INFORMATION GIVEN: Begin
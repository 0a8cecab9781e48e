//! Embedded-data extraction.
//!
//! Watch and search pages embed one JSON blob (`ytInitialData`) that carries
//! video renderers in several page regions. Every region rule runs on every
//! document and the hits are concatenated; there is no branching on page
//! kind, a region that is absent simply contributes nothing.

pub mod fields;
pub mod text;

use chrono::{DateTime, Utc};
use regex::Regex;
use scraper::{Html, Selector};
use serde_json::Value;
use tracing::debug;

use crate::routes::PlatformRoutes;
use crate::video::VideoRecord;

/// Page regions that can carry video renderers.
#[derive(Debug, Clone, Copy, PartialEq, Eq)]
pub enum Region {
    SearchListing,
    RelatedPanel,
    Shelf,
    ReelShelf,
    EndScreen,
}

impl Region {
    /// Reel shelves list short-form videos; everything else is regular.
    fn short_form(self) -> bool {
        matches!(self, Region::ReelShelf)
    }
}

const REGION_RULES: [(Region, fn(&Value) -> Vec<&Value>); 5] = [
    (Region::SearchListing, search_listing_items),
    (Region::RelatedPanel, related_panel_items),
    (Region::Shelf, shelf_items),
    (Region::ReelShelf, reel_shelf_items),
    (Region::EndScreen, end_screen_items),
];

/// Pull every recognizable video renderer out of a raw page.
///
/// Records with an empty id never leave this function. Pages without a
/// recognizable data block produce an empty list, not an error.
pub fn extract_videos(
    document: &str,
    routes: &PlatformRoutes,
    now: DateTime<Utc>,
) -> Vec<VideoRecord> {
    let data = match initial_data(document) {
        Some(data) => data,
        None => {
            debug!("📄 No embedded data block in page");
            return Vec::new();
        }
    };

    let mut records = Vec::new();
    for (region, rule) in REGION_RULES {
        for item in rule(&data) {
            let record = record_from_item(item, routes, region.short_form(), now);
            if record.id.is_empty() {
                debug!("Skipping renderer without a video id in {:?}", region);
                continue;
            }
            records.push(record);
        }
    }
    debug!("📦 Extracted {} records", records.len());
    records
}

/// Locate and parse the embedded `ytInitialData` JSON.
pub fn initial_data(document: &str) -> Option<Value> {
    let html = Html::parse_document(document);
    let selector = Selector::parse("script").ok()?;
    let pattern = Regex::new(r"var ytInitialData = (\{.*?\});").ok()?;

    for script in html.select(&selector) {
        let body = script.inner_html();
        if !body.contains("var ytInitialData") {
            continue;
        }
        if let Some(captures) = pattern.captures(&body) {
            if let Some(json) = captures.get(1) {
                return serde_json::from_str(json.as_str()).ok();
            }
        }
    }
    None
}

fn record_from_item(
    item: &Value,
    routes: &PlatformRoutes,
    short_form: bool,
    now: DateTime<Utc>,
) -> VideoRecord {
    let id = fields::video_id(item).to_string();
    let (channel, channel_id) = fields::channel_of(item);
    let url = if id.is_empty() {
        String::new()
    } else if short_form {
        routes.short_url(&id)
    } else {
        routes.video_url(&id)
    };

    VideoRecord {
        title: fields::title_of(item).to_string(),
        channel,
        channel_id,
        views: fields::views_of(item),
        duration_secs: fields::duration_of(item),
        published: fields::published_of(item, now),
        thumbnail: fields::thumbnail_of(item).to_string(),
        url,
        short_form,
        id,
    }
}

fn non_null(node: &Value) -> Option<&Value> {
    if node.is_null() {
        None
    } else {
        Some(node)
    }
}

fn search_listing_items(data: &Value) -> Vec<&Value> {
    let sections = &data["contents"]["twoColumnSearchResultsRenderer"]["primaryContents"]
        ["sectionListRenderer"]["contents"];
    let mut items = Vec::new();
    for section in sections.as_array().into_iter().flatten() {
        for item in section["itemSectionRenderer"]["contents"]
            .as_array()
            .into_iter()
            .flatten()
        {
            let renderer = non_null(&item["videoRenderer"])
                .or_else(|| non_null(&item["compactVideoRenderer"]));
            if let Some(renderer) = renderer {
                items.push(renderer);
            }
        }
    }
    items
}

/// The related column shared by the panel, shelf, and reel-shelf rules.
fn watch_next_results(data: &Value) -> &Value {
    &data["contents"]["twoColumnWatchNextResults"]["secondaryResults"]["secondaryResults"]
        ["results"]
}

fn related_panel_items(data: &Value) -> Vec<&Value> {
    watch_next_results(data)
        .as_array()
        .into_iter()
        .flatten()
        .filter_map(|item| non_null(&item["compactVideoRenderer"]))
        .collect()
}

fn shelf_items(data: &Value) -> Vec<&Value> {
    watch_next_results(data)
        .as_array()
        .into_iter()
        .flatten()
        .flat_map(|item| {
            item["shelfRenderer"]["content"]["verticalListRenderer"]["items"]
                .as_array()
                .into_iter()
                .flatten()
        })
        .filter_map(|entry| non_null(&entry["compactVideoRenderer"]))
        .collect()
}

fn reel_shelf_items(data: &Value) -> Vec<&Value> {
    watch_next_results(data)
        .as_array()
        .into_iter()
        .flatten()
        .flat_map(|item| {
            item["reelShelfRenderer"]["items"]
                .as_array()
                .into_iter()
                .flatten()
        })
        .filter_map(|entry| non_null(&entry["reelItemRenderer"]))
        .collect()
}

fn end_screen_items(data: &Value) -> Vec<&Value> {
    data["playerOverlays"]["playerOverlayRenderer"]["endScreen"]["watchNextEndScreenRenderer"]
        ["results"]
        .as_array()
        .into_iter()
        .flatten()
        .filter_map(|item| non_null(&item["endScreenVideoRenderer"]))
        .collect()
}
use reqwest::header::{
    HeaderMap, HeaderName, HeaderValue, ACCEPT, ACCEPT_LANGUAGE, CACHE_CONTROL, CONNECTION, DNT,
    UPGRADE_INSECURE_REQUESTS,
};
use std::time::Duration;
use tracing::debug;

use crate::Result;

const USER_AGENT_VALUE: &str = "Mozilla/5.0 (Windows NT 10.0; Win64; x64) AppleWebKit/537.36 \
     (KHTML, like Gecko) Chrome/120.0.0.0 Safari/537.36";

/// The static header set pages are requested with. Compression negotiation is
/// left to the client so response bodies come back decoded.
fn browser_headers() -> HeaderMap {
    let mut headers = HeaderMap::new();
    headers.insert(ACCEPT, HeaderValue::from_static("*/*"));
    headers.insert(ACCEPT_LANGUAGE, HeaderValue::from_static("en-US,en;q=0.9"));
    headers.insert(DNT, HeaderValue::from_static("1"));
    headers.insert(CONNECTION, HeaderValue::from_static("keep-alive"));
    headers.insert(UPGRADE_INSECURE_REQUESTS, HeaderValue::from_static("1"));
    headers.insert(
        HeaderName::from_static("sec-fetch-dest"),
        HeaderValue::from_static("document"),
    );
    headers.insert(
        HeaderName::from_static("sec-fetch-mode"),
        HeaderValue::from_static("navigate"),
    );
    headers.insert(
        HeaderName::from_static("sec-fetch-site"),
        HeaderValue::from_static("none"),
    );
    headers.insert(
        HeaderName::from_static("sec-fetch-user"),
        HeaderValue::from_static("?1"),
    );
    headers.insert(CACHE_CONTROL, HeaderValue::from_static("max-age=0"));
    headers
}

/// Browser-shaped page fetcher.
///
/// One client per fetcher, used strictly sequentially by a crawl session.
/// Retries are an opt-in hardening knob; zero keeps a single attempt per
/// node.
#[derive(Debug, Clone)]
pub struct PageFetcher {
    client: reqwest::Client,
    retries: u32,
}

impl PageFetcher {
    pub fn new(timeout: Duration, retries: u32) -> Self {
        let client = reqwest::Client::builder()
            .timeout(timeout)
            .user_agent(USER_AGENT_VALUE)
            .default_headers(browser_headers())
            .gzip(true)
            .build()
            .unwrap_or_else(|_| reqwest::Client::new());
        Self { client, retries }
    }

    /// Fetch one document body, retrying transient failures up to the
    /// configured count.
    pub async fn fetch(&self, url: &str) -> Result<String> {
        let mut attempt = 0;
        loop {
            match self.try_fetch(url).await {
                Ok(body) => return Ok(body),
                Err(e) if attempt < self.retries => {
                    attempt += 1;
                    debug!("🔁 Retry {}/{} for {}: {}", attempt, self.retries, url, e);
                }
                Err(e) => return Err(e),
            }
        }
    }

    async fn try_fetch(&self, url: &str) -> Result<String> {
        let response = self.client.get(url).send().await?;
        let response = response.error_for_status()?;
        Ok(response.text().await?)
    }
}

impl Default for PageFetcher {
    fn default() -> Self {
        Self::new(Duration::from_secs(30), 0)
    }
}
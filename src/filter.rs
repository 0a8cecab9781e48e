use chrono::{DateTime, Utc};

use crate::exclusions::ExclusionSnapshot;
use crate::video::VideoRecord;

/// Constraint set a record must satisfy to be surfaced.
///
/// Every bound is optional; an empty spec accepts anything. Bounds are
/// inclusive on both ends.
#[derive(Debug, Clone, Default, PartialEq)]
pub struct FilterSpec {
    pub min_duration_secs: Option<u64>,
    pub max_duration_secs: Option<u64>,
    pub min_views: Option<u64>,
    pub max_views: Option<u64>,
    pub published_after: Option<DateTime<Utc>>,
    pub published_before: Option<DateTime<Utc>>,
}

impl FilterSpec {
    pub fn new() -> Self {
        Self::default()
    }

    pub fn with_duration(mut self, min: Option<u64>, max: Option<u64>) -> Self {
        self.min_duration_secs = min;
        self.max_duration_secs = max;
        self
    }

    pub fn with_views(mut self, min: Option<u64>, max: Option<u64>) -> Self {
        self.min_views = min;
        self.max_views = max;
        self
    }

    pub fn with_published_window(
        mut self,
        after: Option<DateTime<Utc>>,
        before: Option<DateTime<Utc>>,
    ) -> Self {
        self.published_after = after;
        self.published_before = before;
        self
    }

    pub fn is_empty(&self) -> bool {
        *self == Self::default()
    }
}

/// Decide whether a record passes the filter against one exclusion snapshot.
///
/// Exclusion wins over everything else; an empty or absent spec accepts any
/// record that is not excluded. A bound on a field the record carries no data
/// for never rejects, so a record with an opaque publish time passes any time
/// window.
pub fn matches(
    record: &VideoRecord,
    spec: Option<&FilterSpec>,
    exclusions: &ExclusionSnapshot,
) -> bool {
    if exclusions.contains(&record.id) {
        return false;
    }
    let spec = match spec {
        Some(spec) if !spec.is_empty() => spec,
        _ => return true,
    };

    if let Some(min) = spec.min_duration_secs {
        if record.duration_secs < min {
            return false;
        }
    }
    if let Some(max) = spec.max_duration_secs {
        if record.duration_secs > max {
            return false;
        }
    }

    if let Some(min) = spec.min_views {
        if record.views < min {
            return false;
        }
    }
    if let Some(max) = spec.max_views {
        if record.views > max {
            return false;
        }
    }

    // Only a resolved timestamp is subject to the window
    if let Some(published) = record.published.as_absolute() {
        if let Some(after) = spec.published_after {
            if published < after {
                return false;
            }
        }
        if let Some(before) = spec.published_before {
            if published > before {
                return false;
            }
        }
    }

    true
}

#[cfg(test)]
mod tests {
    use super::*;
    use crate::video::PublishedTime;
    use chrono::{Duration, TimeZone};

    fn record() -> VideoRecord {
        VideoRecord {
            id: "vid-1".into(),
            title: "A video".into(),
            views: 1_000_000,
            duration_secs: 90,
            published: PublishedTime::Absolute(now() - Duration::days(10)),
            ..Default::default()
        }
    }

    fn now() -> DateTime<Utc> {
        Utc.with_ymd_and_hms(2024, 6, 15, 12, 0, 0).unwrap()
    }

    fn excluding(ids: &[&str]) -> ExclusionSnapshot {
        ExclusionSnapshot::from_ids(ids.iter().map(|id| id.to_string()))
    }

    #[test]
    fn test_empty_spec_accepts() {
        let snapshot = ExclusionSnapshot::default();
        assert!(matches(&record(), None, &snapshot));
        assert!(matches(&record(), Some(&FilterSpec::new()), &snapshot));
    }

    #[test]
    fn test_exclusion_rejects_before_anything_else() {
        let snapshot = excluding(&["vid-1"]);
        assert!(!matches(&record(), None, &snapshot));
        assert!(!matches(&record(), Some(&FilterSpec::new()), &snapshot));
    }

    #[test]
    fn test_duration_bounds() {
        let snapshot = ExclusionSnapshot::default();
        let spec = FilterSpec::new().with_duration(Some(15), Some(175));
        assert!(matches(&record(), Some(&spec), &snapshot));

        let spec = FilterSpec::new().with_duration(Some(120), None);
        assert!(!matches(&record(), Some(&spec), &snapshot));

        let spec = FilterSpec::new().with_duration(None, Some(60));
        assert!(!matches(&record(), Some(&spec), &snapshot));

        // Inclusive at both ends
        let spec = FilterSpec::new().with_duration(Some(90), Some(90));
        assert!(matches(&record(), Some(&spec), &snapshot));
    }

    #[test]
    fn test_view_bounds() {
        let snapshot = ExclusionSnapshot::default();
        let spec = FilterSpec::new().with_views(Some(1_000_000), Some(1_000_000_000));
        assert!(matches(&record(), Some(&spec), &snapshot));

        let spec = FilterSpec::new().with_views(Some(2_000_000), None);
        assert!(!matches(&record(), Some(&spec), &snapshot));

        let spec = FilterSpec::new().with_views(None, Some(999_999));
        assert!(!matches(&record(), Some(&spec), &snapshot));
    }

    #[test]
    fn test_published_window_on_resolved_timestamps() {
        let snapshot = ExclusionSnapshot::default();
        let spec =
            FilterSpec::new().with_published_window(Some(now() - Duration::days(365)), Some(now()));
        assert!(matches(&record(), Some(&spec), &snapshot));

        let spec =
            FilterSpec::new().with_published_window(Some(now() - Duration::days(5)), Some(now()));
        assert!(!matches(&record(), Some(&spec), &snapshot));
    }

    #[test]
    fn test_unresolved_published_time_passes_window() {
        let snapshot = ExclusionSnapshot::default();
        let spec =
            FilterSpec::new().with_published_window(Some(now() - Duration::days(5)), Some(now()));

        let mut opaque = record();
        opaque.published = PublishedTime::Text("Streamed recently".into());
        assert!(matches(&opaque, Some(&spec), &snapshot));

        let mut unknown = record();
        unknown.published = PublishedTime::Unknown;
        assert!(matches(&unknown, Some(&spec), &snapshot));
    }

    #[test]
    fn test_bounds_combine() {
        let snapshot = ExclusionSnapshot::default();
        let spec = FilterSpec::new()
            .with_duration(Some(15), Some(175))
            .with_views(Some(1_000_000), Some(1_000_000_000))
            .with_published_window(Some(now() - Duration::days(365)), Some(now()));
        assert!(matches(&record(), Some(&spec), &snapshot));

        let mut slow = record();
        slow.views = 10;
        assert!(!matches(&slow, Some(&spec), &snapshot));
    }
}
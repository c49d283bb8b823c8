//! Reveal timer scheduling
//!
//! The review session only needs to schedule and cancel deferred actions.
//! The host decides when time passes: the terminal UI polls a
//! [`DeadlineScheduler`] from its event loop, tests step a [`ManualScheduler`].

use std::time::{Duration, Instant};

/// Opaque handle to a scheduled timer
#[derive(Debug, Clone, Copy, PartialEq, Eq, Hash)]
pub struct TimerHandle(u64);

impl TimerHandle {
    pub fn id(&self) -> u64 {
        self.0
    }
}

/// Capability to schedule and cancel deferred actions
pub trait Scheduler {
    /// Schedule a timer firing after `delay`
    fn schedule(&mut self, delay: Duration) -> TimerHandle;

    /// Cancel a timer. Unknown or already fired handles are ignored.
    fn cancel(&mut self, handle: TimerHandle);
}

/// Wall-clock scheduler polled by an event loop
#[derive(Debug, Default)]
pub struct DeadlineScheduler {
    next_id: u64,
    timers: Vec<(TimerHandle, Instant)>,
}

impl DeadlineScheduler {
    pub fn new() -> Self {
        Self::default()
    }

    /// Number of timers still waiting to fire
    pub fn pending(&self) -> usize {
        self.timers.len()
    }

    /// Earliest deadline among pending timers
    pub fn next_deadline(&self) -> Option<Instant> {
        self.timers.iter().map(|(_, at)| *at).min()
    }

    /// Remove and return the earliest timer whose deadline is at or before `now`
    pub fn take_expired(&mut self, now: Instant) -> Option<TimerHandle> {
        let pos = self
            .timers
            .iter()
            .enumerate()
            .filter(|(_, (_, at))| *at <= now)
            .min_by_key(|(_, (_, at))| *at)
            .map(|(pos, _)| pos)?;
        Some(self.timers.remove(pos).0)
    }

    fn schedule_at(&mut self, deadline: Instant) -> TimerHandle {
        self.next_id += 1;
        let handle = TimerHandle(self.next_id);
        self.timers.push((handle, deadline));
        handle
    }
}

impl Scheduler for DeadlineScheduler {
    fn schedule(&mut self, delay: Duration) -> TimerHandle {
        self.schedule_at(Instant::now() + delay)
    }

    fn cancel(&mut self, handle: TimerHandle) {
        self.timers.retain(|(h, _)| *h != handle);
    }
}

/// Scheduler where time only moves when told to
#[derive(Debug, Default)]
pub struct ManualScheduler {
    next_id: u64,
    timers: Vec<(TimerHandle, Duration)>,
    cancelled: usize,
}

impl ManualScheduler {
    pub fn new() -> Self {
        Self::default()
    }

    pub fn pending(&self) -> usize {
        self.timers.len()
    }

    /// Total number of cancellations that removed a pending timer
    pub fn cancelled(&self) -> usize {
        self.cancelled
    }

    /// Delay of the most recently scheduled pending timer
    pub fn last_delay(&self) -> Option<Duration> {
        self.timers.last().map(|(_, delay)| *delay)
    }

    /// Fire the oldest pending timer, returning its handle
    pub fn fire_next(&mut self) -> Option<TimerHandle> {
        if self.timers.is_empty() {
            return None;
        }
        Some(self.timers.remove(0).0)
    }
}

impl Scheduler for ManualScheduler {
    fn schedule(&mut self, delay: Duration) -> TimerHandle {
        self.next_id += 1;
        let handle = TimerHandle(self.next_id);
        self.timers.push((handle, delay));
        handle
    }

    fn cancel(&mut self, handle: TimerHandle) {
        let before = self.timers.len();
        self.timers.retain(|(h, _)| *h != handle);
        self.cancelled += before - self.timers.len();
    }
}

#[cfg(test)]
mod tests {
    use super::*;

    #[test]
    fn test_deadline_fires_only_after_delay() {
        let mut scheduler = DeadlineScheduler::new();
        let start = Instant::now();
        let handle = scheduler.schedule_at(start + Duration::from_secs(3));

        assert_eq!(scheduler.take_expired(start), None);
        assert_eq!(scheduler.take_expired(start + Duration::from_secs(2)), None);
        assert_eq!(scheduler.take_expired(start + Duration::from_secs(3)), Some(handle));
        assert_eq!(scheduler.pending(), 0);
        assert_eq!(scheduler.take_expired(start + Duration::from_secs(10)), None);
    }

    #[test]
    fn test_deadline_fires_earliest_first() {
        let mut scheduler = DeadlineScheduler::new();
        let start = Instant::now();
        let late = scheduler.schedule_at(start + Duration::from_secs(5));
        let early = scheduler.schedule_at(start + Duration::from_secs(1));

        assert_eq!(scheduler.next_deadline(), Some(start + Duration::from_secs(1)));

        let later = start + Duration::from_secs(6);
        assert_eq!(scheduler.take_expired(later), Some(early));
        assert_eq!(scheduler.take_expired(later), Some(late));
    }

    #[test]
    fn test_cancel_is_unconditional() {
        let mut scheduler = DeadlineScheduler::new();
        let handle = scheduler.schedule(Duration::from_secs(3));

        scheduler.cancel(handle);
        scheduler.cancel(handle);
        assert_eq!(scheduler.pending(), 0);
        assert_eq!(scheduler.next_deadline(), None);
    }

    #[test]
    fn test_manual_scheduler() {
        let mut scheduler = ManualScheduler::new();
        let first = scheduler.schedule(Duration::from_secs(3));
        let second = scheduler.schedule(Duration::from_secs(5));
        assert_ne!(first, second);
        assert_eq!(scheduler.last_delay(), Some(Duration::from_secs(5)));

        scheduler.cancel(first);
        scheduler.cancel(first);
        assert_eq!(scheduler.cancelled(), 1);

        assert_eq!(scheduler.fire_next(), Some(second));
        assert_eq!(scheduler.fire_next(), None);
    }
}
INFORMATION GIVEN: End
* **YOUR INSTRUCTIONS**:
In the entries above, one line contains "pub struct PageFetcher" and another contains "on both ends.". Reproduce exactly those two lines and the lines between them, nothing else.

* **EXPECTED OUTPUT**:
pub struct PageFetcher {
    client: reqwest::Client,
    retries: u32,
}

impl PageFetcher {
    pub fn new(timeout: Duration, retries: u32) -> Self {
        let client = reqwest::Client::builder()
            .timeout(timeout)
            .user_agent(USER_AGENT_VALUE)
            .default_headers(browser_headers())
            .gzip(true)
            .build()
            .unwrap_or_else(|_| reqwest::Client::new());
        Self { client, retries }
    }

    /// Fetch one document body, retrying transient failures up to the
    /// configured count.
    pub async fn fetch(&self, url: &str) -> Result<String> {
        let mut attempt = 0;
        loop {
            match self.try_fetch(url).await {
                Ok(body) => return Ok(body),
                Err(e) if attempt < self.retries => {
                    attempt += 1;
                    debug!("🔁 Retry {}/{} for {}: {}", attempt, self.retries, url, e);
                }
                Err(e) => return Err(e),
            }
        }
    }

    async fn try_fetch(&self, url: &str) -> Result<String> {
        let response = self.client.get(url).send().await?;
        let response = response.error_for_status()?;
        Ok(response.text().await?)
    }
}

impl Default for PageFetcher {
    fn default() -> Self {
        Self::new(Duration::from_secs(30), 0)
    }
}
filename src/filter.rs
repository 0a8cecab9781e48e
use chrono::{DateTime, Utc};

use crate::exclusions::ExclusionSnapshot;
use crate::video::VideoRecord;

/// Constraint set a record must satisfy to be surfaced.
///
/// Every bound is optional; an empty spec accepts anything. Bounds are
/// inclusive on both ends.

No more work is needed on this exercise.